Ketika ditanya apakah menurutnya kesenjangan waktu yang lebih besar antara empat pembalap teratas mungkin akan muncul dalam beberapa hari mendatang, dia menjawab: “Banyak akan tergantung pada hari Rabu. Itu akan turun, menurutku, dengan kekuatan tim pembalap, tapi juga orang-orang top yang memiliki kaki terbaik. Siapa pun yang akan memenangkan Tour de France ini benar-benar pantas mendapatkannya. ”

Banyak yang mengharapkan Aru, Bardet dan Uran untuk menyerang Froome di Pegunungan Alpen, mengingat waktu persidangan 22,5 km di Marseille pada hari kedua terakhir, di mana logika akan menunjukkan bahwa Froome akan mencatat waktu yang lebih baik daripada trio Judi Bola tersebut.

Tapi Brailsford memperingatkan terhadap jenis pemikiran itu. “Anda tidak bisa mengatakannya,” katanya. “Anda memiliki tiga minggu senilai kelelahan. Semua norma yang biasanya Anda kerjakan, itu bukan patokan yang tepat pada etape permainan ini.

“Kita akan melihat di mana kita mendapatkan dalam hal dalam hal kesegaran pada hari itu. Banyak yang diujicobakan pada waktunya adalah tentang eksekusi perjalanan pada hari itu, sedikit seperti pengejaran individu atau tim. Itu akan turun ke sana. Anda tidak bisa terlalu bersemangat, atau terlalu cepat; Anda harus mempercepatnya dengan benar. Tidak mungkin untuk memprediksi.

“Tugas kita adalah mencoba dan sampai pada akhir masa percobaan dengan situasi yang sama seperti saat ini, atau lebih baik dari pada apa kita berada.”

Begitu ketatnya balapan di puncak klasemen, Brailsford bahkan menyarankan agar kaus kuning itu bisa diputuskan di jalan-jalan berbatu Champs-Élysées di Paris pada hari Minggu, sebuah situasi yang belum pernah terjadi sebelumnya di zaman modern.

“Siapa tahu, kita mungkin punya skenario di mana kita akan berlomba pada hari Minggu untuk menang,” katanya. “Semua orang mengira hari Minggu adalah kesepakatan yang dilakukan [biasanya], tapi mungkin kita akan berlomba. Ini sangat menarik.

“Saya tidak tahu apakah itu jalan yang telah membuat perlombaan ditutup atau sekelompok pembalap berada pada tingkat yang sama; Sulit untuk dijabarkan.

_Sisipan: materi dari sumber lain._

use dashmap::DashMap;
use serde::{Deserialize, Serialize};
use std::collections::BTreeMap;
use std::sync::atomic::{AtomicU64, AtomicUsize, Ordering};

/// Per-nesting-level dispatch counters
#[derive(Debug, Clone, Default, PartialEq, Eq, Serialize, Deserialize)]
pub struct LevelStats {
    pub dispatches: u64,
    pub units_requested: u64,
    pub units_realized: u64,
    pub invocations: u64,
}

/// Dispatch statistics collected across a run
#[derive(Debug, Default)]
pub struct TeamStats {
    dispatches: AtomicU64,
    units_requested: AtomicU64,
    units_realized: AtomicU64,
    degraded_dispatches: AtomicU64,
    invocations: AtomicU64,
    peak_team_size: AtomicUsize,
    per_level: DashMap<usize, LevelStats>,
}

impl TeamStats {
    pub fn new() -> Self {
        Self::default()
    }

    pub(crate) fn record_dispatch(&self, level: usize, requested: usize, realized: usize) {
        self.dispatches.fetch_add(1, Ordering::Relaxed);
        self.units_requested
            .fetch_add(requested as u64, Ordering::Relaxed);
        self.units_realized
            .fetch_add(realized as u64, Ordering::Relaxed);
        if realized < requested {
            self.degraded_dispatches.fetch_add(1, Ordering::Relaxed);
        }
        self.peak_team_size.fetch_max(realized, Ordering::Relaxed);

        let mut entry = self.per_level.entry(level).or_default();
        entry.dispatches += 1;
        entry.units_requested += requested as u64;
        entry.units_realized += realized as u64;
    }

    pub(crate) fn record_invocation(&self, level: usize) {
        self.invocations.fetch_add(1, Ordering::Relaxed);
        self.per_level.entry(level).or_default().invocations += 1;
    }

    pub fn dispatches(&self) -> u64 {
        self.dispatches.load(Ordering::Relaxed)
    }

    pub fn invocations(&self) -> u64 {
        self.invocations.load(Ordering::Relaxed)
    }

    pub fn degraded_dispatches(&self) -> u64 {
        self.degraded_dispatches.load(Ordering::Relaxed)
    }

    /// Point-in-time copy of all counters
    pub fn snapshot(&self) -> TeamStatsSnapshot {
        TeamStatsSnapshot {
            dispatches: self.dispatches.load(Ordering::Relaxed),
            units_requested: self.units_requested.load(Ordering::Relaxed),
            units_realized: self.units_realized.load(Ordering::Relaxed),
            degraded_dispatches: self.degraded_dispatches.load(Ordering::Relaxed),
            invocations: self.invocations.load(Ordering::Relaxed),
            peak_team_size: self.peak_team_size.load(Ordering::Relaxed),
            per_level: self
                .per_level
                .iter()
                .map(|entry| (*entry.key(), entry.value().clone()))
                .collect(),
        }
    }
}

/// Serializable view of [`TeamStats`]
#[derive(Debug, Clone, Default, PartialEq, Eq, Serialize, Deserialize)]
pub struct TeamStatsSnapshot {
    pub dispatches: u64,
    pub units_requested: u64,
    pub units_realized: u64,
    pub degraded_dispatches: u64,
    pub invocations: u64,
    pub peak_team_size: usize,
    pub per_level: BTreeMap<usize, LevelStats>,
}

impl TeamStatsSnapshot {
    /// Fraction of requested units that were actually realized
    pub fn realization_ratio(&self) -> f64 {
        if self.units_requested == 0 {
            return 1.0;
        }
        self.units_realized as f64 / self.units_requested as f64
    }
}

#[cfg(test)]
mod tests {
    use super::*;
    use pretty_assertions::assert_eq;

    #[test]
    fn test_record_dispatch_and_invocations() {
        let stats = TeamStats::new();
        stats.record_dispatch(1, 2, 2);
        stats.record_invocation(1);
        stats.record_invocation(1);
        stats.record_dispatch(2, 2, 1);
        stats.record_invocation(2);

        let snapshot = stats.snapshot();
        assert_eq!(snapshot.dispatches, 2);
        assert_eq!(snapshot.units_requested, 4);
        assert_eq!(snapshot.units_realized, 3);
        assert_eq!(snapshot.degraded_dispatches, 1);
        assert_eq!(snapshot.invocations, 3);
        assert_eq!(snapshot.peak_team_size, 2);
        assert_eq!(
            snapshot.per_level.get(&2),
            Some(&LevelStats {
                dispatches: 1,
                units_requested: 2,
                units_realized: 1,
                invocations: 1,
            })
        );
        assert!((snapshot.realization_ratio() - 0.75).abs() < f64::EPSILON);
    }

    #[test]
    fn test_empty_snapshot() {
        let snapshot = TeamStats::new().snapshot();
        assert_eq!(snapshot, TeamStatsSnapshot::default());
        assert_eq!(snapshot.realization_ratio(), 1.0);
    }
}
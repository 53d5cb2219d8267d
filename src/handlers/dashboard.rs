use axum::{extract::State, response::IntoResponse, routing::get, Json, Router};

use crate::errors::ServiceError;
use crate::services::reports;
use crate::AppState;

async fn summary(State(state): State<AppState>) -> Result<impl IntoResponse, ServiceError> {
    let summary = reports::dashboard(&state.db).await?;
    Ok(Json(summary))
}

pub fn router() -> Router<AppState> {
    Router::new().route("/", get(summary))
}
use config::{Config, ConfigError, Environment, File};
use serde::Deserialize;
use tracing_subscriber::EnvFilter;
use validator::Validate;

use crate::entities::Currency;

const DEFAULT_LOG_LEVEL: &str = "info";
const DEFAULT_ENV: &str = "development";
const DEFAULT_HOST: &str = "0.0.0.0";
const DEFAULT_PORT: u16 = 5000;
const DEFAULT_DATABASE_URL: &str = "sqlite://database.db?mode=rwc";
const CONFIG_DIR: &str = "config";

/// Application configuration with validation.
#[derive(Clone, Debug, Deserialize, Validate)]
pub struct AppConfig {
    /// Database connection URL (Postgres or SQLite).
    #[serde(default = "default_database_url")]
    pub database_url: String,

    /// Server host address.
    #[serde(default = "default_host")]
    pub host: String,

    /// Server port.
    #[serde(default = "default_port")]
    #[validate(range(min = 1024, max = 65535))]
    pub port: u16,

    /// Application environment ("development", "production", "test").
    #[serde(default = "default_environment")]
    pub environment: String,

    /// Logging level filter.
    #[serde(default = "default_log_level")]
    pub log_level: String,

    /// Log in JSON format (structured logging).
    #[serde(default)]
    pub log_json: bool,

    /// Create tables from entity definitions at startup.
    #[serde(default = "default_true")]
    pub auto_create_schema: bool,

    /// Currency applied when a request omits one.
    #[serde(default)]
    pub default_currency: Currency,

    #[serde(default = "default_db_max_connections")]
    #[validate(range(min = 1, max = 100))]
    pub db_max_connections: u32,

    #[serde(default = "default_db_min_connections")]
    pub db_min_connections: u32,
}

fn default_database_url() -> String {
    DEFAULT_DATABASE_URL.to_string()
}
fn default_host() -> String {
    DEFAULT_HOST.to_string()
}
fn default_port() -> u16 {
    DEFAULT_PORT
}
fn default_environment() -> String {
    DEFAULT_ENV.to_string()
}
fn default_log_level() -> String {
    DEFAULT_LOG_LEVEL.to_string()
}
fn default_true() -> bool {
    true
}
fn default_db_max_connections() -> u32 {
    10
}
fn default_db_min_connections() -> u32 {
    1
}

impl Default for AppConfig {
    fn default() -> Self {
        Self {
            database_url: default_database_url(),
            host: default_host(),
            port: default_port(),
            environment: default_environment(),
            log_level: default_log_level(),
            log_json: false,
            auto_create_schema: true,
            default_currency: Currency::default(),
            db_max_connections: default_db_max_connections(),
            db_min_connections: default_db_min_connections(),
        }
    }
}

impl AppConfig {
    pub fn is_development(&self) -> bool {
        self.environment == "development"
    }
}

/// Loads configuration from `config/default.toml`, an optional
/// environment-specific file, and `SOLAROPS_*` environment variables
/// (highest precedence).
pub fn load_config() -> Result<AppConfig, ConfigError> {
    let run_env = std::env::var("SOLAROPS_ENVIRONMENT").unwrap_or_else(|_| DEFAULT_ENV.to_string());

    let cfg: AppConfig = Config::builder()
        .add_source(File::with_name(&format!("{CONFIG_DIR}/default")).required(false))
        .add_source(File::with_name(&format!("{CONFIG_DIR}/{run_env}")).required(false))
        .add_source(Environment::with_prefix("SOLAROPS"))
        .build()?
        .try_deserialize()?;

    cfg.validate()
        .map_err(|e| ConfigError::Message(format!("invalid configuration: {e}")))?;

    Ok(cfg)
}

/// Initializes the global tracing subscriber. Safe to call once at startup.
pub fn init_tracing(log_level: &str, json: bool) {
    let filter = EnvFilter::try_from_default_env()
        .unwrap_or_else(|_| EnvFilter::new(log_level));

    let builder = tracing_subscriber::fmt().with_env_filter(filter);
    if json {
        builder.json().init();
    } else {
        builder.init();
    }
}
//! Database entities.
//!
//! Every closed enum persisted as text uses the exact legacy string values
//! (the previous system stored enum values as free text), so historical rows
//! keep parsing while the Rust side gets a closed tagged type.

use sea_orm::entity::prelude::*;
use serde::{Deserialize, Serialize};

pub mod activity;
pub mod activity_type;
pub mod customer;
pub mod financial_record;
pub mod inventory_item;
pub mod invoice;
pub mod invoice_item;
pub mod stock_transaction;
pub mod supplier;

/// Currencies the business trades in.
#[derive(Debug, Clone, Copy, PartialEq, Eq, EnumIter, DeriveActiveEnum, Serialize, Deserialize)]
#[sea_orm(rs_type = "String", db_type = "String(StringLen::N(16))")]
pub enum Currency {
    #[sea_orm(string_value = "USD")]
    #[serde(rename = "USD")]
    Usd,
    #[sea_orm(string_value = "ZWL")]
    #[serde(rename = "ZWL")]
    Zwl,
    #[sea_orm(string_value = "RAND")]
    #[serde(rename = "RAND")]
    Rand,
}

impl Default for Currency {
    fn default() -> Self {
        Currency::Usd
    }
}

/// How a purchase or sale was paid for.
#[derive(Debug, Clone, Copy, PartialEq, Eq, EnumIter, DeriveActiveEnum, Serialize, Deserialize)]
#[sea_orm(rs_type = "String", db_type = "String(StringLen::N(32))")]
pub enum PaymentType {
    #[sea_orm(string_value = "Cash")]
    Cash,
    #[sea_orm(string_value = "EcoCash")]
    EcoCash,
    #[sea_orm(string_value = "Swipe")]
    Swipe,
    #[sea_orm(string_value = "Transfer")]
    Transfer,
    #[sea_orm(string_value = "Credit")]
    Credit,
}
use chrono::{DateTime, Utc};
use sea_orm::entity::prelude::*;
use serde::{Deserialize, Serialize};

/// User-defined category for customer activities (installation, repair, ...).
#[derive(Clone, Debug, PartialEq, Eq, DeriveEntityModel, Serialize, Deserialize)]
#[sea_orm(table_name = "activity_types")]
pub struct Model {
    #[sea_orm(primary_key)]
    pub id: i32,
    #[sea_orm(unique)]
    pub name: String,
    #[sea_orm(column_type = "Text", nullable)]
    pub description: Option<String>,
    pub is_active: bool,
    pub created_at: DateTime<Utc>,
}

#[derive(Copy, Clone, Debug, EnumIter, DeriveRelation)]
pub enum Relation {
    #[sea_orm(has_many = "super::activity::Entity")]
    Activities,
}

impl Related<super::activity::Entity> for Entity {
    fn to() -> RelationDef {
        Relation::Activities.def()
    }
}

impl ActiveModelBehavior for ActiveModel {}
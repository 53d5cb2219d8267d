//! Financial ledger: income and expense records plus the summary the
//! dashboard reads. Invoice revenue lives in the invoices table and is folded
//! in at query time; it is never duplicated into this ledger.

use chrono::{NaiveDate, Utc};
use rust_decimal::Decimal;
use sea_orm::{
    ActiveModelTrait, ColumnTrait, DatabaseConnection, EntityTrait, PaginatorTrait, QueryFilter,
    QueryOrder, QuerySelect, Set,
};
use serde::{Deserialize, Serialize};
use tracing::instrument;
use validator::Validate;

use crate::entities::financial_record::{
    self, Entity as FinancialEntity, ExpenseCategory, FinancialType,
};
use crate::entities::invoice::{self, Entity as InvoiceEntity, InvoiceStatus};
use crate::entities::{Currency, PaymentType};
use crate::errors::ServiceError;
use crate::services::inventory::validate_pagination;

#[derive(Debug, Deserialize, Validate)]
pub struct CreateFinancialRecordInput {
    #[serde(rename = "type")]
    pub record_type: FinancialType,
    /// Required for expenses, ignored for income.
    pub category: Option<ExpenseCategory>,
    #[validate(length(min = 1, max = 500))]
    pub description: String,
    pub amount: Decimal,
    pub currency: Option<Currency>,
    pub date: Option<NaiveDate>,
    pub payment_method: Option<PaymentType>,
    pub receipt_number: Option<String>,
    pub vendor_supplier: Option<String>,
    pub notes: Option<String>,
}

#[derive(Debug, Clone, Default)]
pub struct RecordFilter {
    pub record_type: Option<FinancialType>,
    pub from: Option<NaiveDate>,
    pub to: Option<NaiveDate>,
}

/// Aggregates for the finance page: invoice revenue, manual income and
/// expenses, and the resulting profit.
#[derive(Debug, Serialize)]
pub struct FinancialSummary {
    pub total_sales: Decimal,
    pub total_income: Decimal,
    pub total_expenses: Decimal,
    pub profit: Decimal,
    pub recent_records: Vec<financial_record::Model>,
}

#[instrument(skip(db, input))]
pub async fn create_record(
    db: &DatabaseConnection,
    input: CreateFinancialRecordInput,
) -> Result<financial_record::Model, ServiceError> {
    input.validate()?;
    if input.amount <= Decimal::ZERO {
        return Err(ServiceError::InvalidInput(
            "amount must be positive".to_string(),
        ));
    }
    if input.record_type == FinancialType::Expense && input.category.is_none() {
        return Err(ServiceError::ValidationError(
            "expense records require a category".to_string(),
        ));
    }

    financial_record::ActiveModel {
        record_type: Set(input.record_type),
        category: Set(input.category),
        description: Set(input.description),
        amount: Set(input.amount),
        currency: Set(input.currency.unwrap_or_default()),
        date: Set(input.date.unwrap_or_else(|| Utc::now().date_naive())),
        payment_method: Set(input.payment_method),
        receipt_number: Set(input.receipt_number),
        vendor_supplier: Set(input.vendor_supplier),
        reference_id: Set(None),
        notes: Set(input.notes),
        created_at: Set(Utc::now()),
        ..Default::default()
    }
    .insert(db)
    .await
    .map_err(ServiceError::db_error)
}

#[instrument(skip(db))]
pub async fn list_records(
    db: &DatabaseConnection,
    filter: RecordFilter,
    page: u64,
    limit: u64,
) -> Result<(Vec<financial_record::Model>, u64), ServiceError> {
    validate_pagination(page, limit)?;

    let mut query = FinancialEntity::find();
    if let Some(record_type) = filter.record_type {
        query = query.filter(financial_record::Column::RecordType.eq(record_type));
    }
    if let Some(from) = filter.from {
        query = query.filter(financial_record::Column::Date.gte(from));
    }
    if let Some(to) = filter.to {
        query = query.filter(financial_record::Column::Date.lte(to));
    }
    query = query
        .order_by_desc(financial_record::Column::Date)
        .order_by_desc(financial_record::Column::Id);

    let paginator = query.paginate(db, limit);
    let total = paginator.num_items().await.map_err(ServiceError::db_error)?;
    let records = paginator
        .fetch_page(page - 1)
        .await
        .map_err(ServiceError::db_error)?;

    Ok((records, total))
}

async fn sum_records(
    db: &DatabaseConnection,
    record_type: FinancialType,
) -> Result<Decimal, ServiceError> {
    let sum: Option<Decimal> = FinancialEntity::find()
        .select_only()
        .column_as(financial_record::Column::Amount.sum(), "total")
        .filter(financial_record::Column::RecordType.eq(record_type))
        .into_tuple()
        .one(db)
        .await
        .map_err(ServiceError::db_error)?
        .flatten();
    Ok(sum.unwrap_or(Decimal::ZERO))
}

/// Summary over the whole ledger. Cancelled invoices do not count as sales;
/// profit is sales plus manual income minus expenses.
#[instrument(skip(db))]
pub async fn summary(db: &DatabaseConnection) -> Result<FinancialSummary, ServiceError> {
    let total_sales: Option<Decimal> = InvoiceEntity::find()
        .select_only()
        .column_as(invoice::Column::TotalAmount.sum(), "total")
        .filter(invoice::Column::Status.ne(InvoiceStatus::Cancelled))
        .into_tuple()
        .one(db)
        .await
        .map_err(ServiceError::db_error)?
        .flatten();
    let total_sales = total_sales.unwrap_or(Decimal::ZERO);

    let total_income = sum_records(db, FinancialType::Income).await?;
    let total_expenses = sum_records(db, FinancialType::Expense).await?;

    let recent_records = FinancialEntity::find()
        .order_by_desc(financial_record::Column::Date)
        .order_by_desc(financial_record::Column::Id)
        .limit(10)
        .all(db)
        .await
        .map_err(ServiceError::db_error)?;

    Ok(FinancialSummary {
        total_sales,
        total_income,
        total_expenses,
        profit: total_sales + total_income - total_expenses,
        recent_records,
    })
}
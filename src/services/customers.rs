//! Customer directory.

use chrono::Utc;
use sea_orm::{
    ActiveModelTrait, ColumnTrait, Condition, DatabaseConnection, EntityTrait, PaginatorTrait,
    QueryFilter, QueryOrder, Set,
};
use serde::Deserialize;
use tracing::instrument;
use validator::Validate;

use crate::entities::customer::{self, Entity as CustomerEntity};
use crate::entities::invoice::{self, Entity as InvoiceEntity};
use crate::errors::ServiceError;
use crate::services::inventory::validate_pagination;

#[derive(Debug, Deserialize, Validate)]
pub struct CreateCustomerInput {
    #[validate(length(min = 1, max = 200))]
    pub name: String,
    pub identification_number: Option<String>,
    pub citizenship: Option<String>,
    pub address: Option<String>,
    pub phone: Option<String>,
    #[validate(email)]
    pub email: Option<String>,
}

#[derive(Debug, Default, Deserialize, Validate)]
pub struct UpdateCustomerInput {
    #[validate(length(min = 1, max = 200))]
    pub name: Option<String>,
    pub identification_number: Option<String>,
    pub citizenship: Option<String>,
    pub address: Option<String>,
    pub phone: Option<String>,
    #[validate(email)]
    pub email: Option<String>,
}

#[instrument(skip(db, input), fields(name = %input.name))]
pub async fn create_customer(
    db: &DatabaseConnection,
    input: CreateCustomerInput,
) -> Result<customer::Model, ServiceError> {
    input.validate()?;

    customer::ActiveModel {
        name: Set(input.name),
        identification_number: Set(input.identification_number),
        citizenship: Set(input.citizenship),
        address: Set(input.address),
        phone: Set(input.phone),
        email: Set(input.email),
        created_at: Set(Utc::now()),
        ..Default::default()
    }
    .insert(db)
    .await
    .map_err(ServiceError::db_error)
}

#[instrument(skip(db))]
pub async fn get_customer(
    db: &DatabaseConnection,
    id: i32,
) -> Result<customer::Model, ServiceError> {
    CustomerEntity::find_by_id(id)
        .one(db)
        .await
        .map_err(ServiceError::db_error)?
        .ok_or_else(|| ServiceError::NotFound(format!("customer {id} not found")))
}

#[instrument(skip(db))]
pub async fn list_customers(
    db: &DatabaseConnection,
    search: Option<String>,
    page: u64,
    limit: u64,
) -> Result<(Vec<customer::Model>, u64), ServiceError> {
    validate_pagination(page, limit)?;

    let mut query = CustomerEntity::find();
    if let Some(search) = search.filter(|s| !s.is_empty()) {
        query = query.filter(
            Condition::any()
                .add(customer::Column::Name.contains(&search))
                .add(customer::Column::Phone.contains(&search))
                .add(customer::Column::IdentificationNumber.contains(&search)),
        );
    }
    query = query.order_by_asc(customer::Column::Name);

    let paginator = query.paginate(db, limit);
    let total = paginator.num_items().await.map_err(ServiceError::db_error)?;
    let customers = paginator
        .fetch_page(page - 1)
        .await
        .map_err(ServiceError::db_error)?;

    Ok((customers, total))
}

#[instrument(skip(db, input))]
pub async fn update_customer(
    db: &DatabaseConnection,
    id: i32,
    input: UpdateCustomerInput,
) -> Result<customer::Model, ServiceError> {
    input.validate()?;
    let customer = get_customer(db, id).await?;

    let mut active: customer::ActiveModel = customer.into();
    if let Some(name) = input.name {
        active.name = Set(name);
    }
    if let Some(identification_number) = input.identification_number {
        active.identification_number = Set(Some(identification_number));
    }
    if let Some(citizenship) = input.citizenship {
        active.citizenship = Set(Some(citizenship));
    }
    if let Some(address) = input.address {
        active.address = Set(Some(address));
    }
    if let Some(phone) = input.phone {
        active.phone = Set(Some(phone));
    }
    if let Some(email) = input.email {
        active.email = Set(Some(email));
    }

    active.update(db).await.map_err(ServiceError::db_error)
}

/// Deletes a customer unless invoices reference them; sales history is
/// never orphaned.
#[instrument(skip(db))]
pub async fn delete_customer(db: &DatabaseConnection, id: i32) -> Result<(), ServiceError> {
    get_customer(db, id).await?;

    let invoice_count = InvoiceEntity::find()
        .filter(invoice::Column::CustomerId.eq(id))
        .count(db)
        .await
        .map_err(ServiceError::db_error)?;
    if invoice_count > 0 {
        return Err(ServiceError::Conflict(format!(
            "customer {id} has {invoice_count} invoice(s) and cannot be deleted"
        )));
    }

    CustomerEntity::delete_by_id(id)
        .exec(db)
        .await
        .map_err(ServiceError::db_error)?;
    Ok(())
}

/// A customer's invoices, newest first.
#[instrument(skip(db))]
pub async fn customer_invoices(
    db: &DatabaseConnection,
    id: i32,
) -> Result<Vec<invoice::Model>, ServiceError> {
    get_customer(db, id).await?;

    InvoiceEntity::find()
        .filter(invoice::Column::CustomerId.eq(id))
        .order_by_desc(invoice::Column::CreatedAt)
        .order_by_desc(invoice::Column::Id)
        .all(db)
        .await
        .map_err(ServiceError::db_error)
}
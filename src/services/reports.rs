//! Dashboard aggregates.

use rust_decimal::Decimal;
use sea_orm::{
    ColumnTrait, DatabaseConnection, EntityTrait, PaginatorTrait, QueryFilter, QueryOrder,
    QuerySelect,
};
use sea_orm::sea_query::Expr;
use serde::Serialize;
use tracing::instrument;

use crate::entities::activity::Entity as ActivityEntity;
use crate::entities::customer::Entity as CustomerEntity;
use crate::entities::inventory_item::{self, Entity as InventoryEntity};
use crate::entities::invoice::{self, Entity as InvoiceEntity, InvoiceStatus};
use crate::entities::supplier::Entity as SupplierEntity;
use crate::errors::ServiceError;

/// Counters and headline figures for the landing page.
#[derive(Debug, Serialize)]
pub struct DashboardSummary {
    pub supplier_count: u64,
    pub customer_count: u64,
    pub inventory_item_count: u64,
    pub invoice_count: u64,
    pub pending_invoice_count: u64,
    pub activity_count: u64,
    pub low_stock_count: u64,
    pub total_stock_value: Decimal,
    pub recent_invoices: Vec<invoice::Model>,
}

#[instrument(skip(db))]
pub async fn dashboard(db: &DatabaseConnection) -> Result<DashboardSummary, ServiceError> {
    let supplier_count = SupplierEntity::find()
        .count(db)
        .await
        .map_err(ServiceError::db_error)?;
    let customer_count = CustomerEntity::find()
        .count(db)
        .await
        .map_err(ServiceError::db_error)?;
    let inventory_item_count = InventoryEntity::find()
        .count(db)
        .await
        .map_err(ServiceError::db_error)?;
    let invoice_count = InvoiceEntity::find()
        .count(db)
        .await
        .map_err(ServiceError::db_error)?;
    let pending_invoice_count = InvoiceEntity::find()
        .filter(invoice::Column::Status.eq(InvoiceStatus::Pending))
        .count(db)
        .await
        .map_err(ServiceError::db_error)?;
    let activity_count = ActivityEntity::find()
        .count(db)
        .await
        .map_err(ServiceError::db_error)?;
    let low_stock_count = InventoryEntity::find()
        .filter(
            Expr::col(inventory_item::Column::Quantity)
                .lte(Expr::col(inventory_item::Column::MinimumStockLevel)),
        )
        .count(db)
        .await
        .map_err(ServiceError::db_error)?;

    // Catalog value of everything on hand, summed in the database.
    let total_stock_value: Option<Decimal> = InventoryEntity::find()
        .select_only()
        .column_as(
            Expr::expr(
                Expr::col(inventory_item::Column::Quantity)
                    .mul(Expr::col(inventory_item::Column::UnitPrice)),
            )
            .sum(),
            "total",
        )
        .into_tuple()
        .one(db)
        .await
        .map_err(ServiceError::db_error)?
        .flatten();

    let recent_invoices = InvoiceEntity::find()
        .order_by_desc(invoice::Column::CreatedAt)
        .order_by_desc(invoice::Column::Id)
        .limit(5)
        .all(db)
        .await
        .map_err(ServiceError::db_error)?;

    Ok(DashboardSummary {
        supplier_count,
        customer_count,
        inventory_item_count,
        invoice_count,
        pending_invoice_count,
        activity_count,
        low_stock_count,
        total_stock_value: total_stock_value.unwrap_or(Decimal::ZERO),
        recent_invoices,
    })
}
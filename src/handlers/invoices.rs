use axum::{
    extract::{Path, Query, State},
    http::StatusCode,
    response::IntoResponse,
    routing::{get, put},
    Json, Router,
};
use serde::Deserialize;

use crate::entities::invoice::InvoiceStatus;
use crate::errors::ServiceError;
use crate::handlers::common::{ListResponse, PaginationParams};
use crate::services::invoicing::CreateInvoiceInput;
use crate::AppState;

#[derive(Debug, Deserialize)]
pub struct ListQuery {
    pub status: Option<InvoiceStatus>,
    pub page: Option<u64>,
    pub limit: Option<u64>,
}

impl ListQuery {
    fn pagination(&self) -> PaginationParams {
        PaginationParams::new(self.page, self.limit)
    }
}

#[derive(Debug, Deserialize)]
pub struct StatusRequest {
    pub status: InvoiceStatus,
}

async fn create(
    State(state): State<AppState>,
    Json(input): Json<CreateInvoiceInput>,
) -> Result<impl IntoResponse, ServiceError> {
    let detail = state.invoicing.create_invoice(input).await?;
    Ok((StatusCode::CREATED, Json(detail)))
}

async fn list(
    State(state): State<AppState>,
    Query(query): Query<ListQuery>,
) -> Result<impl IntoResponse, ServiceError> {
    let pagination = query.pagination();
    let (items, total) = state
        .invoicing
        .list_invoices(query.status, pagination.page(), pagination.limit())
        .await?;
    Ok(Json(ListResponse::new(items, total, &pagination)))
}

async fn get_one(
    State(state): State<AppState>,
    Path(id): Path<i32>,
) -> Result<impl IntoResponse, ServiceError> {
    let detail = state.invoicing.get_invoice(id).await?;
    Ok(Json(detail))
}

async fn update_status(
    State(state): State<AppState>,
    Path(id): Path<i32>,
    Json(req): Json<StatusRequest>,
) -> Result<impl IntoResponse, ServiceError> {
    let invoice = state.invoicing.update_status(id, req.status).await?;
    Ok(Json(invoice))
}

pub fn router() -> Router<AppState> {
    Router::new()
        .route("/", get(list).post(create))
        .route("/:id", get(get_one))
        .route("/:id/status", put(update_status))
}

Tapi kita menemukan diri kita dalam posisi ini.

“Kami berada di wilayah yang menyenangkan. Semua orang dicengkeraminya, termasuk diri kita sendiri. Itulah olahraga itu.”Menang dengan margin yang besar selalu menyenangkan, tapi sama-sama saya pikir untuk semua orang yang terlibat, untuk balapan, untuk olahraga, untuk balap dan untuk para penggemar, ini adalah skenario mimpi.”